By Anthony Watts – Re-Blogged From http://www.WattsUpWithThat.com

Over the weekend, we reviewed the state of the solar data for March 2017. Now, there’s a two week straight lack of sunspots, the longest stretch since 2010.

A blank look to the sun on Monday, March 20, and it has now been blank for two weeks straight; image courtesy NASA/GSFC

Overview

The sun is currently blank with no visible sunspots and this is the 14th straight day with a blank look which is the longest such stretch since April 2010 according to spaceweather.com. Historically weak solar cycle 24 continues to transition away from its solar maximum phase and towards the next solar minimum. In April 2010 – the last time there was a two week stretch with no visible sunspots –  the sun was emerging from the last solar minimum which was historically long and deep.  There have already been 26 spotless days in 2017 (34% of the entire year) and this follows 32 spotless days last year which occurred primarily during the latter part of the year. The blank look to the sun will increase in frequency over the next couple of years leading up to the next solar minimum – probably to be reached in late 2019 or 2020.  By one measure, the current solar cycle is the third weakest since record keeping began in 1755 and it continues a weakening trend since solar cycle 21 peaked in 1980.  One of the impacts of low solar activity is the increase of cosmic rays that can penetrate into the Earth’s upper atmosphere and this has some important consequences.

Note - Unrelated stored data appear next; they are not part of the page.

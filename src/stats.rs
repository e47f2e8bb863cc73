//! Elo and SPRT mathematics.
//!
//! Everything in here is a pure function of the observed game counts. The
//! pentanomial log-likelihood ratio uses the simplified normal approximation
//! rather than the exact multinomial MLE; see
//! <http://hardy.uhasselt.be/Fishtest/support_MLE_multinomial.pdf>.

use statrs::distribution::{ContinuousCDF, Normal};

/// Lower and upper SPRT stopping bounds `(a, b)` for the given type I and
/// type II error probabilities: `a = ln(β/(1−α))`, `b = ln((1−β)/α)`.
pub fn stopping_bounds(alpha: f64, beta: f64) -> (f64, f64) {
    let lower = (beta / (1.0 - alpha)).ln();
    let upper = ((1.0 - beta) / alpha).ln();
    (lower, upper)
}

/// Likely Elo of player 1 with its 95% confidence interval, as
/// `(lower, estimate, upper)`.
///
/// Counts carry a Laplace ½ prior so fresh runs produce finite figures.
pub fn elo(wins: u64, draws: u64, losses: u64) -> (f64, f64, f64) {
    let n = (wins + draws + losses) as f64 + 1.5;

    let w = (wins as f64 + 0.5) / n;
    let d = (draws as f64 + 0.5) / n;
    let l = (losses as f64 + 0.5) / n;

    // empirical mean of the game score
    let mu = w + d / 2.0;

    // standard deviation of the game score
    let sigma = (w * (1.0 - mu).powi(2) + d * (0.5 - mu).powi(2) + l * (0.0 - mu).powi(2)).sqrt()
        / n.sqrt();

    let lower = clamp_elo(mu + phi_inv(0.025) * sigma);
    let upper = clamp_elo(mu + phi_inv(0.975) * sigma);

    (lower, clamp_elo(mu), upper)
}

/// Single ± error figure for an `(lower, estimate, upper)` triple.
pub fn elo_error(lower: f64, estimate: f64, upper: f64) -> f64 {
    (upper - estimate).max(estimate - lower).abs()
}

/// Log-likelihood ratio comparing the Elo hypotheses `elo0` and `elo1`
/// against the observed win/draw/loss counts under a trinomial model.
pub fn sprt_trinomial(wins: u64, draws: u64, losses: u64, elo0: f64, elo1: f64) -> f64 {
    // Dirichlet([0.5, 0.5, 0.5]) prior
    let ws = wins as f64 + 0.5;
    let ds = draws as f64 + 0.5;
    let ls = losses as f64 + 0.5;

    let n = ws + ds + ls;
    let (_elo, dlo) = wdl_to_elo(ws / n, ds / n, ls / n);

    let (w0, d0, l0) = elo_to_wdl(elo0, dlo);
    let (w1, d1, l1) = elo_to_wdl(elo1, dlo);

    ws * (w1 / w0).ln() + ds * (d1 / d0).ln() + ls * (l1 / l0).ln()
}

/// Log-likelihood ratio comparing the Elo hypotheses `elo0` and `elo1`
/// against the observed game-pair counts under a pentanomial model.
///
/// Bin order is player-1-centric: `ll` counts pairs lost twice, `ww` pairs
/// won twice, `dd` both draw-draw and win-loss pairs.
pub fn sprt_pentanomial(ll: u64, ld: u64, dd: u64, wd: u64, ww: u64, elo0: f64, elo1: f64) -> f64 {
    let n = (ll + ld + dd + wd + ww) as f64 + 2.5;

    let ll = (ll as f64 + 0.5) / n;
    let ld = (ld as f64 + 0.5) / n;
    let dd = (dd as f64 + 0.5) / n;
    let wd = (wd as f64 + 0.5) / n;
    let ww = (ww as f64 + 0.5) / n;

    // empirical mean of the pair score
    let mu = ww + 0.75 * wd + 0.5 * dd + 0.25 * ld;

    // standard deviation (times √N) of the pair score
    let r = (ww * (1.0 - mu).powi(2)
        + wd * (0.75 - mu).powi(2)
        + dd * (0.50 - mu).powi(2)
        + ld * (0.25 - mu).powi(2)
        + ll * (0.00 - mu).powi(2))
    .sqrt();

    // the hypothesised Elos as pair-score means
    let mu0 = nelo_to_score(elo0, r);
    let mu1 = nelo_to_score(elo1, r);

    let deviation = |m: f64| {
        ww * (1.0 - m).powi(2)
            + wd * (0.75 - m).powi(2)
            + dd * (0.50 - m).powi(2)
            + ld * (0.25 - m).powi(2)
            + ll * (0.00 - m).powi(2)
    };

    let r0 = deviation(mu0);
    let r1 = deviation(mu1);

    if r0 == 0.0 || r1 == 0.0 {
        return 0.0;
    }

    0.5 * n * (r0 / r1).ln()
}

/// Map a score in (0, 1) to an Elo difference; out-of-range scores clamp
/// to 0 so degenerate runs report "even" instead of ±∞.
pub fn clamp_elo(x: f64) -> f64 {
    if x <= 0.0 || x >= 1.0 {
        0.0
    } else {
        -400.0 * (1.0 / x - 1.0).log10()
    }
}

/// Bayesian Elo (and draw Elo) from win/draw/loss probabilities.
fn wdl_to_elo(w: f64, _d: f64, l: f64) -> (f64, f64) {
    let elo = 200.0 * ((w / l) * ((1.0 - l) / (1.0 - w))).log10();
    let dlo = 200.0 * (((1.0 - l) / l) * ((1.0 - w) / w)).log10();
    (elo, dlo)
}

/// Win/draw/loss probabilities from a bayesian Elo and draw Elo.
fn elo_to_wdl(elo: f64, dlo: f64) -> (f64, f64, f64) {
    let w = 1.0 / (1.0 + 10f64.powf((-elo + dlo) / 400.0)); // win probability sigmoid
    let l = 1.0 / (1.0 + 10f64.powf((elo + dlo) / 400.0)); // loss probability sigmoid
    let d = 1.0 - w - l; // draw probability curve
    (w, d, l)
}

/// Normalized Elo to pair-score mean, scaled by the observed deviation `r`.
fn nelo_to_score(nelo: f64, r: f64) -> f64 {
    nelo * std::f64::consts::SQRT_2 * r / (800.0 / std::f64::consts::LN_10) + 0.5
}

/// Inverse of the standard normal CDF.
fn phi_inv(p: f64) -> f64 {
    let normal = Normal::new(0.0, 1.0).expect("standard normal parameters are valid");
    normal.inverse_cdf(p)
}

Comparison of all solar cycles since 1755 in terms of accumulated sunspot number anomalies from the mean value at this stage of the solar cycle. Plot courtesy publication cited below, authors Frank Bosse and Fritz Vahrenholt

Comparison of all solar cycles since 1755 in terms of accumulated sunspot number anomalies from the mean value at this stage of the solar cycle. Plot courtesy publication cited below, authors Frank Bosse and Fritz Vahrenholt

Third weakest solar cycle since 1755
A recent publication has analyzed the current solar cycle and has found that when sunspot anomalies are compared to the mean for the number of months after cycle start, there have been only two weaker cycles since observations began in 1755.  Solar cycle 24 began in 2008 after a historically long and deep solar minimum which puts us more than eight years into the current cycle.  The plot (above) shows accumulated sunspot anomalies from the mean value after cycle start (97 months ago) and only solar cycles 5 and 6 had lower levels going all the way back to 1755.  The mean value is noted at zero and solar cycle 24 is running 3817 spots less than the mean.  The seven cycles preceded by solar cycle 24 had more sunspots than the mean.

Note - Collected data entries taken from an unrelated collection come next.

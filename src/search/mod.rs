//! Relevance scoring and result selection.

pub(crate) mod accumulator;
pub mod concurrent;
pub mod topk;

pub use concurrent::ShardedScoreMap;
pub use topk::{MAX_RESULT_COUNT, RELEVANCE_EPSILON};

/// How a single search, match or removal call executes.
///
/// The engine spawns no threads of its own; `Parallel` runs the
/// independent units of a call (one plus-term, one exclusion check, one
/// forward-row term) on the rayon worker pool, while `Sequential` stays on
/// the calling thread. Both produce the same results up to floating
/// rounding order and the documented match-ordering caveat.
#[derive(Debug, Clone, Copy, PartialEq, Eq, Default)]
pub enum ExecutionStrategy {
    /// Run on the calling thread.
    #[default]
    Sequential,
    /// Fan independent work units out over the rayon pool.
    Parallel,
}
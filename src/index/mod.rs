//! The inverted index and its forward-index mirror.

pub mod inverted;

pub use inverted::InvertedIndex;
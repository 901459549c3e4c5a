//! Detection of documents with identical term sets.

use std::collections::BTreeSet;

use ahash::AHashSet;

use crate::data::DocumentId;
use crate::index::InvertedIndex;

/// Find every document whose distinct term set already occurred under a
/// lower id.
///
/// Ids are scanned in ascending order, so the retained representative of
/// each equivalence class is always its minimum id. Term frequencies play
/// no role; only term membership does. The returned ids are ascending.
pub(crate) fn find_duplicates(index: &InvertedIndex) -> Vec<DocumentId> {
    let mut seen: AHashSet<BTreeSet<&str>> = AHashSet::new();
    let mut duplicates = Vec::new();
    for id in index.iter_ids() {
        if !seen.insert(index.term_set(id)) {
            duplicates.push(id);
        }
    }
    duplicates
}
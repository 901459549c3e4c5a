//! Lock-partitioned score accumulator for parallel relevance scoring.

use ahash::AHashMap;
use parking_lot::Mutex;

use crate::data::DocumentId;

/// Number of shards used by the parallel scoring path.
pub(crate) const SHARD_COUNT: usize = 50;

/// A concurrent map from document id to accumulated relevance.
///
/// The key space is partitioned over a fixed number of independently
/// guarded shards keyed by `id mod shard_count`: increments landing in
/// different shards never contend, and increments landing in the same
/// shard are serialized by that shard's mutex, so no update is lost under
/// any interleaving. Merging back into an ordinary map is a
/// single-threaded reduction over the shards; since addition commutes,
/// the merged totals match fully sequential accumulation up to floating
/// rounding order.
#[derive(Debug)]
pub struct ShardedScoreMap {
    shards: Vec<Mutex<AHashMap<DocumentId, f64>>>,
}

impl ShardedScoreMap {
    /// Create a map partitioned into `shard_count` shards.
    ///
    /// `shard_count` must be at least 1.
    pub fn new(shard_count: usize) -> Self {
        assert!(shard_count > 0, "shard count must be positive");
        ShardedScoreMap {
            shards: (0..shard_count).map(|_| Mutex::new(AHashMap::new())).collect(),
        }
    }

    /// Add `delta` to the accumulated score of `id`.
    ///
    /// Safe to call from any number of threads concurrently.
    pub fn add(&self, id: DocumentId, delta: f64) {
        let shard = &self.shards[id.rem_euclid(self.shards.len() as i64) as usize];
        *shard.lock().entry(id).or_insert(0.0) += delta;
    }

    /// Merge every shard into one ordinary map.
    pub fn into_map(self) -> AHashMap<DocumentId, f64> {
        let mut merged = AHashMap::new();
        for shard in self.shards {
            for (id, score) in shard.into_inner() {
                *merged.entry(id).or_insert(0.0) += score;
            }
        }
        merged
    }
}
//! Whitespace tokenization and term validation.
//!
//! Both functions are pure and are shared by the document indexing path
//! and the query parsing path.

/// Split `text` on ASCII spaces, dropping empty runs and preserving order.
///
/// Only the space character separates tokens. Other whitespace stays
/// inside a token and is then rejected by [`is_valid_term`], so a document
/// containing a tab or newline fails validation instead of silently
/// producing extra terms.
pub fn tokenize(text: &str) -> impl Iterator<Item = &str> {
    text.split(' ').filter(|token| !token.is_empty())
}

/// A term is valid when none of its characters are control characters
/// (code points below 0x20).
pub fn is_valid_term(term: &str) -> bool {
    !term.chars().any(|c| (c as u32) < 0x20)
}
//! Core data types shared across the library.

use serde::{Deserialize, Serialize};

/// Identifier of an indexed document.
///
/// Signed so that callers handing over a negative id get a proper
/// `InvalidArgument` error instead of a silent wrap-around. Ids are never
/// recycled by the engine itself: removing a document does not free its id
/// for implicit reuse, the caller may simply add a new document under it.
pub type DocumentId = i64;

/// Classification tag attached to every document at add time.
///
/// The engine never interprets the status; it only stores it, hands it to
/// search predicates and returns it from matching. Ranked search defaults
/// to `Actual`.
#[derive(Debug, Clone, Copy, PartialEq, Eq, Hash, Default, Serialize, Deserialize)]
pub enum DocumentStatus {
    /// Live, regular content.
    #[default]
    Actual,
    /// Kept in the index but no longer of interest.
    Irrelevant,
    /// Excluded from default search by policy.
    Banned,
    /// Marked for removal.
    Removed,
}

/// A ranked search hit: the document id together with its accumulated
/// TF-IDF relevance and its average rating.
#[derive(Debug, Clone, Copy, PartialEq, Serialize, Deserialize)]
pub struct Document {
    /// Id of the matched document.
    pub id: DocumentId,
    /// Accumulated TF-IDF relevance for the query that produced this hit.
    pub relevance: f64,
    /// Truncated-toward-zero average of the ratings given at add time.
    pub rating: i32,
}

Daily observations of the number of sunspots since 1 January 1900 according to Solar Influences Data Analysis Center (SIDC). The thin blue line indicates the daily sunspot number, while the dark blue line indicates the running annual average. Last day shown: 28 February 2017. (Graph courtesy climate4you.com)

Daily observations of the number of sunspots since 1 January 1900 according to Solar Influences Data Analysis Center (SIDC). The thin blue line indicates the daily sunspot number, while the dark blue line indicates the running annual average. Last day shown: 28 February 2017. (Graph courtesy climate4you.com)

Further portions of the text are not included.